> **DATA FOR THE TASK**
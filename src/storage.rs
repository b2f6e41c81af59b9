// Storage module: reads and writes the whole roster as one JSON array.
//
// `read_roster` / `write_roster` are the fallible layer and return typed
// errors. `load` / `save` wrap them for the menu loop: failures are
// reported on the console and never escape, so a bad file can't stop the
// program.

use crate::console::{Diagnostic, Reporter, UNKNOWN_ERROR};
use crate::model::Roster;
use log::info;
use std::fs::File;
use std::io::{self, BufReader, BufWriter, Write};
use std::path::{Path, PathBuf};
use thiserror::Error;

pub const FILE_NOT_FOUND: &str = "File not found.";

#[derive(Debug, Error)]
pub enum StorageError {
    #[error("No such file or directory: '{}'", path.display())]
    NotFound {
        path: PathBuf,
        #[source]
        source: io::Error,
    },
    #[error("I/O error on '{}': {source}", path.display())]
    Io {
        path: PathBuf,
        #[source]
        source: io::Error,
    },
    #[error("Malformed JSON in '{}': {source}", path.display())]
    Parse {
        path: PathBuf,
        #[source]
        source: serde_json::Error,
    },
    #[error("Could not encode registrations: {source}")]
    Encode {
        #[source]
        source: serde_json::Error,
    },
}

impl StorageError {
    fn from_io(path: &Path, source: io::Error) -> Self {
        let path = path.to_path_buf();
        if source.kind() == io::ErrorKind::NotFound {
            StorageError::NotFound { path, source }
        } else {
            StorageError::Io { path, source }
        }
    }

    /// Headline shown above the error details.
    pub fn headline(&self) -> &'static str {
        match self {
            StorageError::NotFound { .. } => FILE_NOT_FOUND,
            _ => UNKNOWN_ERROR,
        }
    }
}

impl Diagnostic for StorageError {
    fn category(&self) -> &'static str {
        match self {
            StorageError::NotFound { .. } => "StorageError::NotFound",
            StorageError::Io { .. } => "StorageError::Io",
            StorageError::Parse { .. } => "StorageError::Parse",
            StorageError::Encode { .. } => "StorageError::Encode",
        }
    }

    fn details(&self) -> &'static str {
        match self {
            StorageError::NotFound { .. } => "File or directory not found.",
            StorageError::Io { .. } => "The file could not be read or written.",
            StorageError::Parse { .. } => "The file is not a JSON array of registrations.",
            StorageError::Encode { .. } => "The registrations could not be converted to JSON.",
        }
    }
}

/// Parse the file at `path` into a roster.
pub fn read_roster(path: &Path) -> Result<Roster, StorageError> {
    let file = File::open(path).map_err(|e| StorageError::from_io(path, e))?;
    serde_json::from_reader(BufReader::new(file)).map_err(|source| {
        if source.is_io() {
            StorageError::Io {
                path: path.to_path_buf(),
                source: source.into(),
            }
        } else {
            StorageError::Parse {
                path: path.to_path_buf(),
                source,
            }
        }
    })
}

/// Overwrite `path` with the full roster.
pub fn write_roster(path: &Path, roster: &Roster) -> Result<(), StorageError> {
    let file = File::create(path).map_err(|e| StorageError::from_io(path, e))?;
    let mut writer = BufWriter::new(file);
    serde_json::to_writer(&mut writer, roster).map_err(|source| {
        if source.is_io() {
            StorageError::from_io(path, source.into())
        } else {
            StorageError::Encode { source }
        }
    })?;
    writer.flush().map_err(|e| StorageError::from_io(path, e))
}

/// Load the roster from `path`, or hand back `roster` unchanged if the
/// file is missing or unreadable. The returned error only covers failing
/// to print the diagnostic.
pub fn load(path: &Path, roster: Roster, reporter: &mut impl Reporter) -> io::Result<Roster> {
    match read_roster(path) {
        Ok(loaded) => {
            info!("Loaded {} registrations from {}", loaded.len(), path.display());
            Ok(loaded)
        }
        Err(e) => {
            info!("Load failed: {e}");
            reporter.report_error(e.headline(), Some(&e))?;
            Ok(roster)
        }
    }
}

/// Save the roster to `path`, reporting any failure. The in-memory roster
/// is never touched.
pub fn save(path: &Path, roster: &Roster, reporter: &mut impl Reporter) -> io::Result<()> {
    match write_roster(path, roster) {
        Ok(()) => {
            info!("Saved {} registrations to {}", roster.len(), path.display());
            Ok(())
        }
        Err(e) => {
            info!("Save failed: {e}");
            reporter.report_error(e.headline(), Some(&e))
        }
    }
}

> **HOW TO COMPLETE THIS TASK**
Beginning with the line containing "pub const FILE_NOT_FOUND: &str" in the material above, copy every line exactly until you have copied the line containing "file is not".

> **RESULT BELOW**
pub const FILE_NOT_FOUND: &str = "File not found.";

#[derive(Debug, Error)]
pub enum StorageError {
    #[error("No such file or directory: '{}'", path.display())]
    NotFound {
        path: PathBuf,
        #[source]
        source: io::Error,
    },
    #[error("I/O error on '{}': {source}", path.display())]
    Io {
        path: PathBuf,
        #[source]
        source: io::Error,
    },
    #[error("Malformed JSON in '{}': {source}", path.display())]
    Parse {
        path: PathBuf,
        #[source]
        source: serde_json::Error,
    },
    #[error("Could not encode registrations: {source}")]
    Encode {
        #[source]
        source: serde_json::Error,
    },
}

impl StorageError {
    fn from_io(path: &Path, source: io::Error) -> Self {
        let path = path.to_path_buf();
        if source.kind() == io::ErrorKind::NotFound {
            StorageError::NotFound { path, source }
        } else {
            StorageError::Io { path, source }
        }
    }

    /// Headline shown above the error details.
    pub fn headline(&self) -> &'static str {
        match self {
            StorageError::NotFound { .. } => FILE_NOT_FOUND,
            _ => UNKNOWN_ERROR,
        }
    }
}

impl Diagnostic for StorageError {
    fn category(&self) -> &'static str {
        match self {
            StorageError::NotFound { .. } => "StorageError::NotFound",
            StorageError::Io { .. } => "StorageError::Io",
            StorageError::Parse { .. } => "StorageError::Parse",
            StorageError::Encode { .. } => "StorageError::Encode",
        }
    }

    fn details(&self) -> &'static str {
        match self {
            StorageError::NotFound { .. } => "File or directory not found.",
            StorageError::Io { .. } => "The file could not be read or written.",
            StorageError::Parse { .. } => "The file is not a JSON array of registrations.",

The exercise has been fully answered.